Among Štorch's activities were archeology, ethnography, biology, journalism and reform of education system. In 1935, together with Karel Čondl, Štorch wrote a three volumes textbook of history for secondary schools. The textbook was attacked by Catholic church because it documented attempts of the church to obtain political power throughout the history.

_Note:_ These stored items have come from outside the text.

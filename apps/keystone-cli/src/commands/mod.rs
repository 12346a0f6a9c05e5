//! # Commands Module
//!
//! One function per CLI command, each generic over the store so the same
//! code runs against SQLite and the in-memory fixtures in tests.
//!
//! ## Command Organization
//! ```text
//! commands/
//! ├── mod.rs       ◄─── dispatch + shared lookups
//! ├── document.rs  ◄─── list, show, auto-cost, promote
//! ├── payment.rs   ◄─── pay, unpay, outstanding, bulk-pay
//! ├── catalog.rs   ◄─── price, products, customers
//! └── report.rs    ◄─── receivables
//! ```
//!
//! ## How Commands Work
//! ```text
//! ┌─────────────────────────────────────────────────────────────────────────┐
//! │                    Command Flow                                         │
//! │                                                                         │
//! │  argv ──► clap (Cli) ──► Command::Pay(PayArgs { .. })                  │
//! │                                   │                                     │
//! │                                   ▼                                     │
//! │  execute(&AppState<S>, command)                                        │
//! │       │                                                                 │
//! │       ├── store.get_document(id)          (keystone-db)                │
//! │       ├── DocumentDraft::add_payment(..)  (keystone-core)              │
//! │       └── commit(store, &mut draft)       validate + merge-write       │
//! │                                   │                                     │
//! │                                   ▼                                     │
//! │  Result<serde_json::Value, ApiError>  ──►  stdout / stderr as JSON     │
//! └─────────────────────────────────────────────────────────────────────────┘
//! ```

pub mod catalog;
pub mod document;
pub mod payment;
pub mod report;

use keystone_core::{Customer, Document, DocumentKind, DocumentStatus, Money, Product};
use keystone_db::{CatalogStore, DocumentStore};
use serde::Serialize;
use serde_json::Value;

use crate::cli::Command;
use crate::error::ApiError;
use crate::state::AppState;

/// One row of a document listing.
#[derive(Debug, Clone, Serialize)]
#[serde(rename_all = "camelCase")]
pub struct DocumentSummary {
    pub id: String,
    pub kind: DocumentKind,
    pub customer_id: String,
    pub customer_name: String,
    pub date: String,
    pub status: DocumentStatus,
    pub total_cents: i64,
    pub amount_paid_cents: i64,
    pub balance_due_cents: i64,
    pub line_count: usize,
}

impl From<&Document> for DocumentSummary {
    fn from(doc: &Document) -> Self {
        DocumentSummary {
            id: doc.id.clone(),
            kind: doc.kind,
            customer_id: doc.customer_id.clone(),
            customer_name: doc.customer_name.clone(),
            date: doc.date.format("%Y-%m-%d").to_string(),
            status: doc.status,
            total_cents: doc.total.cents(),
            amount_paid_cents: doc.amount_paid.cents(),
            balance_due_cents: doc.balance_due.cents(),
            line_count: doc.line_items.len(),
        }
    }
}

/// Runs one parsed command and returns its JSON output.
pub async fn execute<S>(state: &AppState<S>, command: Command) -> Result<Value, ApiError>
where
    S: DocumentStore + CatalogStore,
{
    let value = match command {
        Command::List(args) => to_json(document::list(state, args).await?)?,
        Command::Show { document_id } => to_json(document::show(state, &document_id).await?)?,
        Command::AutoCost {
            document_id,
            dry_run,
        } => to_json(document::auto_cost(state, &document_id, dry_run).await?)?,
        Command::Promote { document_id } => to_json(document::promote(state, &document_id).await?)?,
        Command::Pay(args) => to_json(payment::pay(state, args).await?)?,
        Command::Unpay {
            document_id,
            payment_id,
        } => to_json(payment::unpay(state, &document_id, &payment_id).await?)?,
        Command::Outstanding { customer_id } => {
            to_json(payment::outstanding(state, &customer_id).await?)?
        }
        Command::BulkPay(args) => to_json(payment::bulk_pay(state, args).await?)?,
        Command::Price {
            product_id,
            customer_id,
        } => to_json(catalog::price(state, &product_id, customer_id.as_deref()).await?)?,
        Command::Products => to_json(catalog::products(state).await?)?,
        Command::Customers => to_json(catalog::customers(state).await?)?,
        Command::Receivables { customer_id } => {
            to_json(report::receivables(state, customer_id.as_deref()).await?)?
        }
        Command::Config => to_json(&state.config)?,
    };
    Ok(value)
}

fn to_json<T: Serialize>(value: T) -> Result<Value, ApiError> {
    Ok(serde_json::to_value(value)?)
}

// =============================================================================
// Shared Lookups
// =============================================================================

pub(crate) async fn load_document<S: DocumentStore>(store: &S, id: &str) -> Result<Document, ApiError> {
    store
        .get_document(id)
        .await?
        .ok_or_else(|| ApiError::not_found("Document", id))
}

pub(crate) async fn load_customer<S: CatalogStore>(store: &S, id: &str) -> Result<Customer, ApiError> {
    store
        .get_customer(id)
        .await?
        .ok_or_else(|| ApiError::not_found("Customer", id))
}

pub(crate) async fn load_product<S: CatalogStore>(store: &S, id: &str) -> Result<Product, ApiError> {
    store
        .get_product(id)
        .await?
        .ok_or_else(|| ApiError::not_found("Product", id))
}

/// Money with the configured currency symbol.
pub(crate) fn display<S>(state: &AppState<S>, amount: Money) -> String {
    state.config.format_currency(amount.cents())
}

// =============================================================================
// Test Fixtures
// =============================================================================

Štorch published several scholar works, many novels for the youth and countless number of articles in journals and newspapers. The novels were based on and limited by scientific knowledge of the time. His most famous novel is "Mammoth Hunters" (1918, Lovci mamutů) set 30,000–20,000 years ago among people of Gravettian culture. Several of the books were illustrated by Zdeněk Burian. Three novels were filmed: Osada havranů (1977, international title: Settlement of Crows), Na veliké řece (1977), Volání rodu (1978), all directed by Jan Schmidt.

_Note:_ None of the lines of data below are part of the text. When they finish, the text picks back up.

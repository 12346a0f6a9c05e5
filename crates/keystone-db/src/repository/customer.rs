//! # Customer Repository
//!
//! Customer accounts. Markup rules are kept in a JSON column so a customer
//! and its rules are always read and written together.
//!
//! ```text
//!   markup_rules = [
//!     {"scope": {"scope": "category", "name": "Fence"}, "markup_percentage": 40.0},
//!     {"scope": {"scope": "all_categories"},           "markup_percentage": 25.0}
//!   ]
//! ```

use chrono::{DateTime, Utc};
use keystone_core::{Customer, CustomerMarkupRule};
use sqlx::SqlitePool;
use tracing::debug;

use crate::error::{DbError, DbResult};
use crate::repository::check_customer;

#[derive(Debug, sqlx::FromRow)]
struct CustomerRow {
    id: String,
    name: String,
    email: Option<String>,
    phone: Option<String>,
    markup_rules: String,
    created_at: DateTime<Utc>,
}

impl TryFrom<CustomerRow> for Customer {
    type Error = DbError;

    fn try_from(row: CustomerRow) -> Result<Self, Self::Error> {
        let markup_rules: Vec<CustomerMarkupRule> = serde_json::from_str(&row.markup_rules)?;
        Ok(Customer {
            id: row.id,
            name: row.name,
            email: row.email,
            phone: row.phone,
            markup_rules,
            created_at: row.created_at,
        })
    }
}

/// Repository for customers and their markup rules.
#[derive(Debug, Clone)]
pub struct CustomerRepository {
    pool: SqlitePool,
}

impl CustomerRepository {
    pub fn new(pool: SqlitePool) -> Self {
        CustomerRepository { pool }
    }

    /// Lists customers by name.
    pub async fn list(&self) -> DbResult<Vec<Customer>> {
        let rows: Vec<CustomerRow> = sqlx::query_as(
            "SELECT id, name, email, phone, markup_rules, created_at FROM customers ORDER BY name",
        )
        .fetch_all(&self.pool)
        .await?;

        rows.into_iter().map(Customer::try_from).collect()
    }

    pub async fn get_by_id(&self, id: &str) -> DbResult<Option<Customer>> {
        let row: Option<CustomerRow> = sqlx::query_as(
            "SELECT id, name, email, phone, markup_rules, created_at FROM customers WHERE id = ?1",
        )
        .bind(id)
        .fetch_optional(&self.pool)
        .await?;

        row.map(Customer::try_from).transpose()
    }

    /// Inserts or replaces a customer, rules included.
    pub async fn upsert(&self, customer: &Customer) -> DbResult<Customer> {
        debug!(id = %customer.id, rules = customer.markup_rules.len(), "Saving customer");
        check_customer(customer)?;

        let rules = serde_json::to_string(&customer.markup_rules)?;

        sqlx::query(
            r#"
            INSERT INTO customers (id, name, email, phone, markup_rules, created_at)
            VALUES (?1, ?2, ?3, ?4, ?5, ?6)
            ON CONFLICT(id) DO UPDATE SET
                name = excluded.name,
                email = excluded.email,
                phone = excluded.phone,
                markup_rules = excluded.markup_rules
            "#,
        )
        .bind(&customer.id)
        .bind(&customer.name)
        .bind(&customer.email)
        .bind(&customer.phone)
        .bind(rules)
        .bind(customer.created_at)
        .execute(&self.pool)
        .await?;

        Ok(customer.clone())
    }
}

Štorch died on 25 June 1956 in Prague, at the age of 78.

==Scholar works==
- Člověk diluviální (Diluvial man, 1907), targeted to the youth,
- Vznik vlastnictví (Birth of proprietorship, 1907),
- Počátky života pozemského (Beginnings of life on Earth, 1908),
- První lidé v Čechách (First people in Bohemia, 1909),
- Původ náboženství (Origin of religion, 1909),
- Praha v době kamenné (Prague during Stone Age, 1910),
- Vývoj tvorstva a vznik člověka (Development of life and origin of the humankind, 1912),
- Život v pravěku (Prehistoric life, 1912),
- Praha v pravěku (Prehistoric Prague, 1916),
- Praha v době prehistorické (Prague in prehistoric times, 1921).

==Novels==
- Čarodějův učedník (Sorcerer's Apprentice, 1910), set in Bronze Age;
- Bohatýr Vratislav (Vratislav, The Hero, 1917), heroic stories from ancient times;
- Lovci mamutů (Mammoth Hunters, 1918), depicts life of Paleolithic hunters. This is the most popular work by Eduard Štorch.

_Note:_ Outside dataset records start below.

//! # Totals Module
//!
//! Line totals and document aggregation.
//!
//! ```text
//!   line.total  = quantity × unit_price × (is_return ? -1 : 1)
//!   subtotal    = Σ line.total
//!   tax_amount  = subtotal × tax_rate          (zero rate in practice)
//!   total       = subtotal + tax_amount
//! ```

use serde::{Deserialize, Serialize};
use ts_rs::TS;

use crate::ledger::reconcile;
use crate::money::Money;
use crate::types::{Document, LineItem, TaxRate};

/// Signed total of a single line.
///
/// ```rust
/// use keystone_core::money::Money;
/// use keystone_core::totals::line_total;
///
/// assert_eq!(line_total(3, Money::from_cents(250), false).cents(), 750);
/// assert_eq!(line_total(3, Money::from_cents(250), true).cents(), -750);
/// ```
pub fn line_total(quantity: i64, unit_price: Money, is_return: bool) -> Money {
    let gross = unit_price.multiply_quantity(quantity);
    if is_return {
        -gross
    } else {
        gross
    }
}

impl LineItem {
    /// Recomputes `total` from quantity, unit price and the return flag.
    pub fn refresh_total(&mut self) {
        self.total = line_total(self.quantity, self.unit_price, self.is_return);
    }
}

/// Subtotal, tax and total of a set of lines.
#[derive(Debug, Clone, Copy, PartialEq, Eq, Default, Serialize, Deserialize, TS)]
#[ts(export)]
pub struct DocumentTotals {
    pub subtotal: Money,
    pub tax_amount: Money,
    pub total: Money,
}

impl DocumentTotals {
    /// Aggregates line totals. Each line's total is recomputed rather than
    /// trusted, so a stale stored total cannot leak into the subtotal.
    pub fn compute(items: &[LineItem], tax_rate: TaxRate) -> Self {
        let subtotal: Money = items
            .iter()
            .map(|item| line_total(item.quantity, item.unit_price, item.is_return))
            .sum();
        let tax_amount = subtotal.calculate_tax(tax_rate);

        DocumentTotals {
            subtotal,
            tax_amount,
            total: subtotal + tax_amount,
        }
    }
}

impl Document {
    /// Refreshes every derived field: line totals, subtotal, tax, total,
    /// amount paid, balance due and (for invoices) status.
    ///
    /// Call after any edit to lines, payments or status; the store layer
    /// also calls it before every write.
    pub fn recalculate(&mut self) {
        for item in &mut self.line_items {
            item.refresh_total();
        }

        let totals = DocumentTotals::compute(&self.line_items, self.tax_rate);
        self.subtotal = totals.subtotal;
        self.tax_amount = totals.tax_amount;
        self.total = totals.total;

        let reconciliation = reconcile(self.total, &self.payments, self.status);
        self.amount_paid = reconciliation.amount_paid;
        self.balance_due = reconciliation.balance_due;
        if self.kind.derives_status_from_payments() {
            self.status = reconciliation.status;
        }
    }

    /// Returns a recalculated copy, leaving `self` untouched.
    pub fn recalculated(&self) -> Document {
        let mut doc = self.clone();
        doc.recalculate();
        doc
    }
}

// =============================================================================
// Unit Tests
// =============================================================================

#[cfg(test)]
mod tests {
    use super::*;
    use crate::types::{Customer, DocumentKind, DocumentStatus, Payment, PaymentMethod};
    use chrono::NaiveDate;

    fn date() -> NaiveDate {
        NaiveDate::from_ymd_opt(2026, 3, 14).unwrap()
    }

    #[test]
    fn test_line_total_sign() {
        for (qty, cents) in [(1, 0), (1, 1), (7, 1999), (120, 45)] {
            let price = Money::from_cents(cents);
            assert_eq!(line_total(qty, price, false).cents(), qty * cents);
            assert_eq!(line_total(qty, price, true).cents(), -(qty * cents));
        }
    }

    #[test]
    fn test_compute_with_return_line() {
        let items = vec![
            LineItem::non_stock("a", "Panel", 4, Money::from_cents(2500)),
            LineItem::non_stock("b", "Damaged panel", 1, Money::from_cents(2500)).as_return(),
        ];
        let totals = DocumentTotals::compute(&items, TaxRate::zero());
        assert_eq!(totals.subtotal.cents(), 7500);
        assert!(totals.tax_amount.is_zero());
        assert_eq!(totals.total.cents(), 7500);
    }

    #[test]
    fn test_compute_ignores_stale_line_totals() {
        let mut item = LineItem::non_stock("a", "Panel", 2, Money::from_cents(1000));
        item.total = Money::from_cents(1);
        let totals = DocumentTotals::compute(&[item], TaxRate::zero());
        assert_eq!(totals.subtotal.cents(), 2000);
    }

    #[test]
    fn test_compute_with_tax() {
        let items = vec![LineItem::non_stock("a", "Panel", 1, Money::from_cents(1000))];
        let totals = DocumentTotals::compute(&items, TaxRate::from_bps(825));
        assert_eq!(totals.tax_amount.cents(), 83);
        assert_eq!(totals.total.cents(), 1083);
    }

    #[test]
    fn test_recalculate_invoice() {
        let customer = Customer::new("c-1", "Acme");
        let mut doc = Document::new("inv-1", DocumentKind::Invoice, &customer, date());
        doc.status = DocumentStatus::Sent;
        doc.line_items.push(LineItem::non_stock("a", "Gate", 1, Money::from_cents(10000)));
        doc.payments.push(Payment::new("pay-1", date(), Money::from_cents(4000), PaymentMethod::Check));
        doc.recalculate();

        assert_eq!(doc.subtotal.cents(), 10000);
        assert_eq!(doc.total.cents(), 10000);
        assert_eq!(doc.amount_paid.cents(), 4000);
        assert_eq!(doc.balance_due.cents(), 6000);
        assert_eq!(doc.status, DocumentStatus::PartiallyPaid);
        assert_eq!(doc.amount_paid + doc.balance_due, doc.total);
    }

    #[test]
    fn test_recalculate_order_keeps_selected_status() {
        let customer = Customer::new("c-1", "Acme");
        let mut doc = Document::new("ord-1", DocumentKind::Order, &customer, date());
        doc.status = DocumentStatus::Processing;
        doc.line_items.push(LineItem::non_stock("a", "Gate", 1, Money::from_cents(10000)));
        doc.payments.push(Payment::new("pay-1", date(), Money::from_cents(10000), PaymentMethod::Cash));
        doc.recalculate();

        assert!(doc.balance_due.is_zero());
        assert_eq!(doc.status, DocumentStatus::Processing);
    }

    #[test]
    fn test_recalculated_does_not_mutate() {
        let customer = Customer::new("c-1", "Acme");
        let mut doc = Document::new("est-1", DocumentKind::Estimate, &customer, date());
        doc.line_items.push(LineItem::non_stock("a", "Gate", 2, Money::from_cents(500)));
        let fresh = doc.recalculated();
        assert!(doc.total.is_zero());
        assert_eq!(fresh.total.cents(), 1000);
        assert_eq!(fresh.balance_due, fresh.total);
    }
}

- Libuše a Přemysl (Libuše and Přemysl, 1919), from Czech mythology;
- V šeru dávných věků (From the Dark of Ancient Times, 1920), four stories set in Bronze Age;
- Osada havranů (Settlement of Ravens, 1930), story about settled Paleolithic group located on Kunratický brook near Prague;
- Bronzový poklad (The Bronze Treasure, 1931), inspired by discovery of bronze needles near Sedlčany;
- U veliké řeky (At the Great River, 1932), life in Prague basin 5,000 years ago, the river is Vltava;
- Zlomený meč (Broken Sword, 1932), about the war between Marcomanni tribes led by king Marbod (Marobud) and the Roman Empire;
- Junáckou stezkou (On Trail of Heroes, 1934), an Iron Age story;
- Hrdina Nik (Hero Nik, 1934), romance story from the time of Samo's Realm, during incursion of Avars, finalling with Battle of Wogastisburg;
- Volání rodu (Call of the Tribe, 1934), story of Forefather Čech;
- O Děvín a Velehrad (About Děvín and Velehrad, 1939), set in Great Moravia;
- Zastavený příval (The Storm Stopped, 1940), about failed incursion from Frankish Empire in 805;
- Meč proti meči (Sword Against Sword, 1946), stories from the early periods of Czech statehood and decline of Polabian Slavs;
- Statečné mládí (The Brave Youth, 1946), stories of youth in prehistoric times;
- Minehava (Minehava, 1950), novel set in period of transition from matriarchy to patriarchy.